ED RUSCHA LOOKS OUT

Ed Ruscha is not a man of our digital time. He does not have a smartphone, for instance. He prefers, instead, an old-school, thin, flip-open-the-lid-with-your-thumb model. He’s pulling it out right now, even as he looks over our own somewhat aging iPhone, Voice Memo app running, recording him. “That’s my voice print?” he asks, observing the map of sound waves that, yes, are his. Ruscha himself did not google anything on the road this morning. A personal data device will not interrupt a conversation to remind him that he has, say, a conference on his work at the Centre Georges Pompidou in Paris in March, or where he has to be at lunch. There will be no scrolling through microscaled digitized images of his work — decades of it: paintings, photographs, books, drawings, prints, and, during early years, film.

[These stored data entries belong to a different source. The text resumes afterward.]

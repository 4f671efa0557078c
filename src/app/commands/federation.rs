//! Federation verbs.

use crate::app::AppContext;
use crate::app::commands::{fetch_services, merge_collections, require_service, status_text};
use crate::app::format::units::{format_bytes, format_large_integer};
use crate::app::format::{FormattedTable, L, R};
use crate::domain::AppError;
use crate::domain::cluster::{FEDERATED_SERVICE, FederationParticipant, PARTICIPANTS_KEY};
use crate::ports::{FederationOperation, Mutation, Query};

pub fn get_federation(ctx: &AppContext, service: Option<&str>) -> Result<String, AppError> {
    let fetcher = ctx.fetcher()?;
    let services = fetch_services(fetcher.as_ref(), Some(FEDERATED_SERVICE))?;
    let names: Vec<String> = match service {
        Some(name) => vec![require_service(&services, name)?.name.clone()],
        None => services.iter().map(|s| s.name.clone()).collect(),
    };
    let bodies = names
        .iter()
        .map(|name| fetcher.query(&Query::FederationParticipants { service: name.clone() }))
        .collect::<Result<Vec<_>, _>>()?;
    let document = merge_collections(&bodies, PARTICIPANTS_KEY)?;

    ctx.output().render_value(&document, || {
        let mut participants: Vec<FederationParticipant> =
            serde_json::from_value(document[PARTICIPANTS_KEY].clone())?;
        participants.sort_by(|a, b| {
            (&a.service_name, &a.participant_name).cmp(&(&b.service_name, &b.participant_name))
        });
        let unit = ctx.bytes_unit();
        let mut table = FormattedTable::new()
            .with_alignment(&[L, L, L, L, R, R, R])
            .with_header(&[
                "SERVICE",
                "PARTICIPANT",
                "STATE",
                "STATUS",
                "BYTES SENT",
                "MSGS SENT",
                "REPLICATE ALL",
            ]);
        for p in participants {
            table.add_row(vec![
                p.service_name,
                p.participant_name,
                p.state,
                p.status,
                format_bytes(p.total_bytes_sent, unit),
                format_large_integer(p.total_msg_sent),
                format!("{}%", p.replicate_all_percent_complete),
            ])?;
        }
        Ok(table.render())
    })
}

fn describe_operation(operation: FederationOperation) -> &'static str {
    match operation {
        FederationOperation::Start => "start",
        FederationOperation::Stop => "stop",
        FederationOperation::Pause => "pause",
        FederationOperation::ReplicateAll => "replicate all",
        FederationOperation::NotifyPopulated => "notify populated",
    }
}

/// Apply a federation operation to one participant, or all when none is given.
pub fn federation_operation(
    ctx: &AppContext,
    service: &str,
    participant: Option<&str>,
    operation: FederationOperation,
    yes: bool,
) -> Result<String, AppError> {
    let fetcher = ctx.fetcher()?;
    require_service(&fetch_services(fetcher.as_ref(), Some(FEDERATED_SERVICE))?, service)?;
    let participant = participant.filter(|p| !p.is_empty() && *p != "all");
    let scope = match participant {
        Some(p) => format!("participant {p}"),
        None => "all participants".to_string(),
    };
    let verb = describe_operation(operation);
    ctx.confirm(
        yes,
        &format!("Are you sure you want to {verb} for {scope} of service {service}?"),
    )?;
    let body = fetcher.mutate(&Mutation::Federation {
        service: service.to_string(),
        participant: participant.map(String::from),
        operation,
    })?;
    Ok(status_text(&body, &format!("operation {verb} for {scope} of service {service} invoked")))
}

#[cfg(test)]
mod tests {
    use super::*;
    use crate::testing::{FakeFetcher, test_context};

    fn fixture() -> FakeFetcher {
        FakeFetcher::new()
            .with_response(
                Query::Services,
                r#"{"services":[{"name":"Fed","type":"FederatedCache"},{"name":"Dist","type":"DistributedCache"}]}"#,
            )
            .with_response(
                Query::FederationParticipants { service: "Fed".into() },
                r#"{"participants":[{"participantName":"london","serviceName":"Fed","state":"Idle","totalBytesSent":2048}]}"#,
            )
    }

    #[test]
    fn lists_participants() {
        let (_dir, ctx) = test_context(&fixture());
        let out = get_federation(&ctx, None).unwrap();
        assert!(out.lines().nth(1).unwrap().starts_with("Fed "));
        assert!(out.contains("london"));
    }

    #[test]
    fn all_participants_when_none_given() {
        let fetcher = fixture();
        let (_dir, ctx) = test_context(&fetcher);
        federation_operation(&ctx, "Fed", Some("all"), FederationOperation::Stop, true).unwrap();
        federation_operation(&ctx, "Fed", Some("london"), FederationOperation::Start, true).unwrap();
        assert_eq!(
            fetcher.recorded_mutations(),
            vec![
                Mutation::Federation {
                    service: "Fed".into(),
                    participant: None,
                    operation: FederationOperation::Stop
                },
                Mutation::Federation {
                    service: "Fed".into(),
                    participant: Some("london".into()),
                    operation: FederationOperation::Start
                },
            ]
        );
    }

    #[test]
    fn non_federated_service_is_rejected() {
        let fetcher = fixture();
        let (_dir, ctx) = test_context(&fetcher);
        let err = federation_operation(&ctx, "Dist", None, FederationOperation::ReplicateAll, true)
            .unwrap_err();
        assert!(matches!(err, AppError::NotFound(_)));
        assert!(fetcher.recorded_mutations().is_empty());
    }
}
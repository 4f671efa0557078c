//! Service verbs.

use crate::app::AppContext;
use crate::app::commands::{
    OPERATION_COMPLETED, combine, decode_services, fetch_services, filter_collection, mutate_nodes,
    plural, require_service,
};
use crate::app::format::units::format_latency;
use crate::app::format::{FormattedTable, L, R, format_json_for_describe};
use crate::domain::cluster::{
    MEMBERS_KEY, SERVICES_KEY, Service, ServiceMember, decode_collection,
};
use crate::domain::targets::{SERVICE_ATTRIBUTES, validate_attribute};
use crate::domain::{AppError, NodeSelection};
use crate::ports::{Mutation, Query, ServiceOperation};

const SERVICE_PRIMARY_LABELS: &[&str] = &["name", "type", "statusHA", "memberCount"];

pub fn get_services(ctx: &AppContext, service_type: Option<&str>) -> Result<String, AppError> {
    let fetcher = ctx.fetcher()?;
    let raw = fetcher.query(&Query::Services)?;
    let document = filter_collection(&raw, SERVICES_KEY, "type", service_type)?;
    ctx.output().render_value(&document, || {
        let services = decode_services(&raw, service_type)?;
        services_table(&services, ctx.output().is_wide())
    })
}

pub(crate) fn services_table(services: &[Service], wide: bool) -> Result<String, AppError> {
    let mut header = vec!["SERVICE NAME", "TYPE", "MEMBERS", "STATUS HA", "STORAGE", "PARTITIONS"];
    let mut alignment = vec![L, L, R, L, R, R];
    if wide {
        header.extend(["ENDANGERED", "VULNERABLE", "UNBALANCED", "PENDING", "QUORUM"]);
        alignment.extend([R, R, R, R, L]);
    }
    let mut table = FormattedTable::new().with_alignment(&alignment).with_header(&header);
    for s in services {
        let partitioned = s.is_partitioned();
        let or_na = |value: i64| if partitioned { value.to_string() } else { "n/a".to_string() };
        let mut row = vec![
            s.name.clone(),
            s.service_type.clone(),
            s.member_count.to_string(),
            if partitioned { s.status_ha.clone() } else { "n/a".to_string() },
            or_na(s.storage_enabled_count.into()),
            or_na(s.partitions_all.into()),
        ];
        if wide {
            row.extend([
                or_na(s.partitions_endangered.into()),
                or_na(s.partitions_vulnerable.into()),
                or_na(s.partitions_unbalanced.into()),
                s.request_pending_count.to_string(),
                s.quorum_status.clone(),
            ]);
        }
        table.add_row(row)?;
    }
    Ok(table.render())
}

pub fn describe_service(ctx: &AppContext, service: &str) -> Result<String, AppError> {
    let fetcher = ctx.fetcher()?;
    let details = fetcher.query(&Query::ServiceDetails { service: service.to_string() })?;
    let members = fetcher.query(&Query::ServiceMembers { service: service.to_string() })?;
    let document = combine(vec![("service", &details), ("members", &members)])?;

    ctx.output().render_value(&document, || {
        let mut out = String::from("SERVICE DETAILS\n---------------\n");
        out.push_str(&format_json_for_describe(&details, SERVICE_PRIMARY_LABELS)?);
        out.push_str("\nSERVICE MEMBERS\n---------------\n");
        let mut rows: Vec<ServiceMember> = decode_collection(&members, MEMBERS_KEY)?;
        rows.sort_by_key(|m| m.node_id);
        let mut table = FormattedTable::new()
            .with_alignment(&[R, R, R, R, R, R, R, L])
            .with_header(&[
                "NODE ID", "THREADS", "MIN", "MAX", "BACKLOG", "PRIMARY", "REQ AVG", "STATUS HA",
            ]);
        for m in rows {
            table.add_row(vec![
                m.node_id.to_string(),
                m.thread_count.to_string(),
                m.thread_count_min.to_string(),
                m.thread_count_max.to_string(),
                m.task_backlog.to_string(),
                m.owned_partitions_primary.to_string(),
                format_latency(m.request_average_duration),
                m.status_ha,
            ])?;
        }
        out.push_str(&table.render());
        Ok(out)
    })
}

pub fn set_service(
    ctx: &AppContext,
    service: &str,
    selection: &NodeSelection,
    attribute: &str,
    raw_value: &str,
    yes: bool,
) -> Result<String, AppError> {
    let value = validate_attribute(SERVICE_ATTRIBUTES, attribute, raw_value)?;
    let fetcher = ctx.fetcher()?;
    require_service(&fetch_services(fetcher.as_ref(), None)?, service)?;

    let members: Vec<ServiceMember> = decode_collection(
        &fetcher.query(&Query::ServiceMembers { service: service.to_string() })?,
        MEMBERS_KEY,
    )?;
    let ids: Vec<i32> = members.iter().map(|m| m.node_id).collect();
    let nodes = selection.resolve(&ids)?;

    ctx.confirm(
        yes,
        &format!(
            "Are you sure you want to set the value of attribute {attribute} to {raw_value} for {} of service {service}?",
            plural(nodes.len(), "node")
        ),
    )?;
    mutate_nodes(fetcher.as_ref(), &nodes, |node_id| Mutation::SetServiceAttribute {
        service: service.to_string(),
        node_id,
        attribute: attribute.to_string(),
        value: value.clone(),
    })?;
    Ok(OPERATION_COMPLETED.to_string())
}

pub fn service_operation(
    ctx: &AppContext,
    service: &str,
    operation: ServiceOperation,
    yes: bool,
) -> Result<String, AppError> {
    let fetcher = ctx.fetcher()?;
    require_service(&fetch_services(fetcher.as_ref(), None)?, service)?;
    let verb = match operation {
        ServiceOperation::Suspend => "suspend",
        ServiceOperation::Resume => "resume",
        ServiceOperation::Shutdown => "shutdown",
    };
    ctx.confirm(yes, &format!("Are you sure you want to {verb} service {service}?"))?;
    fetcher.mutate(&Mutation::Service { service: service.to_string(), operation })?;
    Ok(format!("operation {verb} for service {service} completed\n"))
}

#[cfg(test)]
mod tests {
    use super::*;
    use crate::app::GlobalOptions;
    use crate::app::output::OutputFormat;
    use crate::testing::{FakeFetcher, FakeNameService, test_context, test_context_with};

    const SERVICES: &str = r#"{"services":[
        {"name":"PartitionedCache","type":"DistributedCache","statusHA":"NODE-SAFE","memberCount":3,"storageEnabledCount":3,"partitionsAll":257},
        {"name":"Proxy","type":"Proxy","memberCount":2}
    ]}"#;

    #[test]
    fn table_marks_non_partitioned_values() {
        let fetcher = FakeFetcher::new().with_response(Query::Services, SERVICES);
        let (_dir, ctx) = test_context(&fetcher);
        let out = get_services(&ctx, None).unwrap();
        let lines: Vec<&str> = out.lines().collect();
        assert!(lines[1].starts_with("PartitionedCache"));
        assert!(lines[1].contains("NODE-SAFE"));
        assert!(lines[2].starts_with("Proxy"));
        assert!(lines[2].contains("n/a"));

        let only_proxy = get_services(&ctx, Some("Proxy")).unwrap();
        assert_eq!(only_proxy.lines().count(), 2);
    }

    #[test]
    fn get_services_queries_the_cluster_once() {
        let fetcher = FakeFetcher::new().with_response(Query::Services, SERVICES);
        let (_dir, ctx) = test_context(&fetcher);
        get_services(&ctx, None).unwrap();
        assert_eq!(fetcher.recorded_queries(), vec![Query::Services]);
    }

    #[test]
    fn type_filter_applies_to_jsonpath_output() {
        let fetcher = FakeFetcher::new().with_response(Query::Services, SERVICES);
        let options = GlobalOptions {
            output: "jsonpath=$.services[*].name".parse::<OutputFormat>().unwrap(),
            ..GlobalOptions::default()
        };
        let (_dir, ctx) = test_context_with(&fetcher, FakeNameService::new(), options);
        assert_eq!(get_services(&ctx, Some("Proxy")).unwrap(), "[\"Proxy\"]\n");
    }

    #[test]
    fn unknown_service_is_not_found() {
        let fetcher = FakeFetcher::new().with_response(Query::Services, SERVICES);
        let (_dir, ctx) = test_context(&fetcher);
        let err = service_operation(&ctx, "Nope", ServiceOperation::Suspend, true).unwrap_err();
        assert!(matches!(err, AppError::NotFound(_)));
    }

    #[test]
    fn suspend_posts_operation() {
        let fetcher = FakeFetcher::new().with_response(Query::Services, SERVICES);
        let (_dir, ctx) = test_context(&fetcher);
        service_operation(&ctx, "PartitionedCache", ServiceOperation::Suspend, true).unwrap();
        assert_eq!(
            fetcher.recorded_mutations(),
            vec![Mutation::Service {
                service: "PartitionedCache".into(),
                operation: ServiceOperation::Suspend
            }]
        );
    }

    #[test]
    fn set_service_targets_service_members() {
        let fetcher = FakeFetcher::new()
            .with_response(Query::Services, SERVICES)
            .with_response(
                Query::ServiceMembers { service: "PartitionedCache".into() },
                r#"{"members":[{"nodeId":"1"},{"nodeId":"3"}]}"#,
            );
        let (_dir, ctx) = test_context(&fetcher);
        set_service(&ctx, "PartitionedCache", &NodeSelection::All, "threadCount", "4", true).unwrap();
        assert_eq!(fetcher.recorded_mutations().len(), 2);

        let err = set_service(&ctx, "PartitionedCache", &"2".parse().unwrap(), "threadCount", "4", true)
            .unwrap_err();
        assert_eq!(err.to_string(), "invalid node id 2");
    }

    #[test]
    fn describe_service_shows_members() {
        let fetcher = FakeFetcher::new()
            .with_response(
                Query::ServiceDetails { service: "S".into() },
                r#"{"name":"S","type":"DistributedCache"}"#,
            )
            .with_response(
                Query::ServiceMembers { service: "S".into() },
                r#"{"members":[{"nodeId":"2","threadCount":4}]}"#,
            );
        let (_dir, ctx) = test_context(&fetcher);
        let out = describe_service(&ctx, "S").unwrap();
        assert!(out.contains("SERVICE MEMBERS"));
        assert!(out.contains("Type"));
    }
}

“I still like paper. I’m constantly writing things on paper,” he says, in a cavernous warehouse space dedicated to almost entirely one function — the housing, for ready access, of racks and racks and racks of books. Apple that. “And, as an artist, I’m still locked into these traditional techniques,” he says, finishing his thought.

This is not to say that he hasn't had more than a passing interest in what may transpire under certain conditions when it comes to communication, in what happens when the verbal — a word, snippet, sentence — is also visual. “I like the idea of a word becoming a picture, almost leaving its body, then coming back and becoming a word again,” Ruscha has been quoted as saying.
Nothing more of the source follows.